**Input for this task**
____

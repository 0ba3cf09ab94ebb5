//! Core of the uplink tunnel session protocol: the session state machine,
//! the handshake and goodbye coordination, and the client/relay role
//! wrappers that bind one session to one live message transport.
//!
//! The transport (framing, TLS, reconnection) and the credential mechanism
//! are external collaborators behind the [`transport::MessageTransport`] and
//! [`auth::Authenticator`] seams.

pub mod auth;
pub mod client;
pub mod error;
pub mod registry;
pub mod relay;
pub mod session;
pub mod state;
pub mod transport;

pub use auth::{AccountTableAuthenticator, AuthDecision, Authenticator};
pub use client::{ClientSession, ClientSessionParameters};
pub use error::UplinkError;
pub use registry::SessionRegistry;
pub use relay::RelaySession;
pub use session::SessionEvent;
pub use state::SessionState;
pub use transport::{InProcessTransport, MessageTransport, TransportError};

____

**What the task requires**
I need every line of the data that has the word "registry"; please list them.

**Problem solution**
pub mod registry;
pub use registry::SessionRegistry;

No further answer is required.